(Collected data)
----------

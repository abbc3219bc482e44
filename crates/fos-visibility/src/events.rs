//! Subscriptions, event scopes and the monitor event emitter
//!
//! Everything here is single-threaded: handlers are `Rc` closures and state
//! sits behind `RefCell`. Emitters and scopes never hold a borrow while a
//! handler runs, so handlers may subscribe, unsubscribe or dispose freely.

use std::cell::{Cell, RefCell};
use std::fmt;
use std::rc::{Rc, Weak};

use fos_dom::{DomEvent, DomEventType, EventHandler};

/// A live registration. Dropping it unsubscribes.
#[must_use = "dropping a Subscription unsubscribes immediately"]
pub struct Subscription {
    unsubscribe: Option<Box<dyn FnOnce()>>,
}

impl Subscription {
    pub fn new(unsubscribe: impl FnOnce() + 'static) -> Self {
        Self { unsubscribe: Some(Box::new(unsubscribe)) }
    }

    /// Subscription with nothing to release
    pub fn noop() -> Self {
        Self { unsubscribe: None }
    }

    pub fn is_active(&self) -> bool {
        self.unsubscribe.is_some()
    }

    /// Release the registration. Later calls do nothing.
    pub fn cancel(&mut self) {
        if let Some(unsubscribe) = self.unsubscribe.take() {
            unsubscribe();
        }
    }
}

impl Drop for Subscription {
    fn drop(&mut self) {
        self.cancel();
    }
}

impl fmt::Debug for Subscription {
    fn fmt(&self, f: &mut fmt::Formatter<'_>) -> fmt::Result {
        f.debug_struct("Subscription").field("active", &self.is_active()).finish()
    }
}

/// Page-level event subscription
pub trait EventSource {
    fn subscribe(&self, event_type: DomEventType, handler: EventHandler) -> Subscription;
}

/// Owns a set of subscriptions and releases them together.
///
/// Disposal is idempotent; subscriptions added after disposal are released
/// on the spot.
#[derive(Debug, Default)]
pub struct EventScope {
    subscriptions: RefCell<Vec<Subscription>>,
    disposed: Cell<bool>,
}

impl EventScope {
    pub fn new() -> Self {
        Self::default()
    }

    pub fn add(&self, mut subscription: Subscription) {
        if self.disposed.get() {
            tracing::debug!("EventScope already disposed; releasing new subscription");
            subscription.cancel();
            return;
        }
        self.subscriptions.borrow_mut().push(subscription);
    }

    /// Release every subscription, returning how many were released
    pub fn dispose_all(&self) -> usize {
        self.disposed.set(true);
        let drained = std::mem::take(&mut *self.subscriptions.borrow_mut());
        let count = drained.len();
        drop(drained);
        if count > 0 {
            tracing::debug!("EventScope released {} subscriptions", count);
        }
        count
    }

    pub fn is_disposed(&self) -> bool {
        self.disposed.get()
    }

    pub fn len(&self) -> usize {
        self.subscriptions.borrow().len()
    }

    pub fn is_empty(&self) -> bool {
        self.len() == 0
    }

    /// Dispose this scope when `source` fires `unload`
    pub fn bind_unload(self: &Rc<Self>, source: &dyn EventSource) {
        let scope: Weak<Self> = Rc::downgrade(self);
        let subscription = source.subscribe(
            DomEventType::Unload,
            Rc::new(move |_: &DomEvent| {
                if let Some(scope) = scope.upgrade() {
                    scope.dispose_all();
                }
            }),
        );
        self.add(subscription);
    }
}

/// Emitter listener handle
#[derive(Debug, Clone, Copy, PartialEq, Eq, Hash)]
pub struct EmitterListenerId(u64);

/// Typed event emitter with `on`/`off`/`emit`
pub struct EventEmitter<E> {
    listeners: RefCell<Vec<(EmitterListenerId, Rc<dyn Fn(&E)>)>>,
    next_id: Cell<u64>,
}

impl<E> EventEmitter<E> {
    pub fn new() -> Self {
        Self {
            listeners: RefCell::new(Vec::new()),
            next_id: Cell::new(0),
        }
    }

    pub fn on(&self, listener: impl Fn(&E) + 'static) -> EmitterListenerId {
        let id = EmitterListenerId(self.next_id.get());
        self.next_id.set(id.0 + 1);
        self.listeners.borrow_mut().push((id, Rc::new(listener)));
        id
    }

    /// Remove a listener; unknown ids are ignored
    pub fn off(&self, id: EmitterListenerId) -> bool {
        let mut listeners = self.listeners.borrow_mut();
        let before = listeners.len();
        listeners.retain(|(l, _)| *l != id);
        listeners.len() != before
    }

    /// Call every listener registered at the time of the call
    pub fn emit(&self, event: &E) {
        let snapshot: Vec<Rc<dyn Fn(&E)>> = self.listeners.borrow()
            .iter()
            .map(|(_, l)| Rc::clone(l))
            .collect();
        for listener in snapshot {
            listener(event);
        }
    }

    pub fn listener_count(&self) -> usize {
        self.listeners.borrow().len()
    }

    pub fn clear(&self) {
        self.listeners.borrow_mut().clear();
    }
}

impl<E> Default for EventEmitter<E> {
    fn default() -> Self {
        Self::new()
    }
}

impl<E> fmt::Debug for EventEmitter<E> {
    fn fmt(&self, f: &mut fmt::Formatter<'_>) -> fmt::Result {
        f.debug_struct("EventEmitter")
            .field("listeners", &self.listener_count())
            .finish()
    }
}

#[cfg(test)]
mod tests {
    use super::*;

    fn counting_subscription(counter: &Rc<Cell<u32>>) -> Subscription {
        let counter = Rc::clone(counter);
        Subscription::new(move || counter.set(counter.get() + 1))
    }

    #[test]
    fn test_subscription_cancels_once() {
        let released = Rc::new(Cell::new(0));
        let mut sub = counting_subscription(&released);
        sub.cancel();
        sub.cancel();
        drop(sub);
        assert_eq!(released.get(), 1);
    }

    #[test]
    fn test_scope_dispose_is_idempotent() {
        let released = Rc::new(Cell::new(0));
        let scope = EventScope::new();
        scope.add(counting_subscription(&released));
        scope.add(counting_subscription(&released));

        assert_eq!(scope.dispose_all(), 2);
        assert_eq!(scope.dispose_all(), 0);
        assert_eq!(released.get(), 2);
        assert!(scope.is_disposed());

        scope.add(counting_subscription(&released));
        assert_eq!(released.get(), 3);
        assert!(scope.is_empty());
    }

    #[test]
    fn test_emitter_on_off() {
        let emitter: EventEmitter<u32> = EventEmitter::new();
        let seen = Rc::new(RefCell::new(Vec::new()));

        let s = Rc::clone(&seen);
        let id = emitter.on(move |v| s.borrow_mut().push(*v));
        emitter.emit(&1);
        assert!(emitter.off(id));
        assert!(!emitter.off(id));
        emitter.emit(&2);

        assert_eq!(*seen.borrow(), vec![1]);
    }

    #[test]
    fn test_listener_may_unsubscribe_during_emit() {
        let emitter: Rc<EventEmitter<()>> = Rc::new(EventEmitter::new());
        let hits = Rc::new(Cell::new(0));

        let own_id: Rc<Cell<Option<EmitterListenerId>>> = Rc::new(Cell::new(None));
        let (e, h, own) = (Rc::clone(&emitter), Rc::clone(&hits), Rc::clone(&own_id));
        let id = emitter.on(move |_| {
            h.set(h.get() + 1);
            if let Some(id) = own.get() {
                e.off(id);
            }
        });
        own_id.set(Some(id));

        emitter.emit(&());
        emitter.emit(&());
        assert_eq!(hits.get(), 1);
        assert_eq!(emitter.listener_count(), 0);
    }
}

----------

(BRIEF) Check each line above for "EventEmitter" and return the ones that have it.

(EXERCISE ANSWER)
pub struct EventEmitter<E> {
impl<E> EventEmitter<E> {
impl<E> Default for EventEmitter<E> {
impl<E> fmt::Debug for EventEmitter<E> {
        f.debug_struct("EventEmitter")
        let emitter: EventEmitter<u32> = EventEmitter::new();
        let emitter: Rc<EventEmitter<()>> = Rc::new(EventEmitter::new());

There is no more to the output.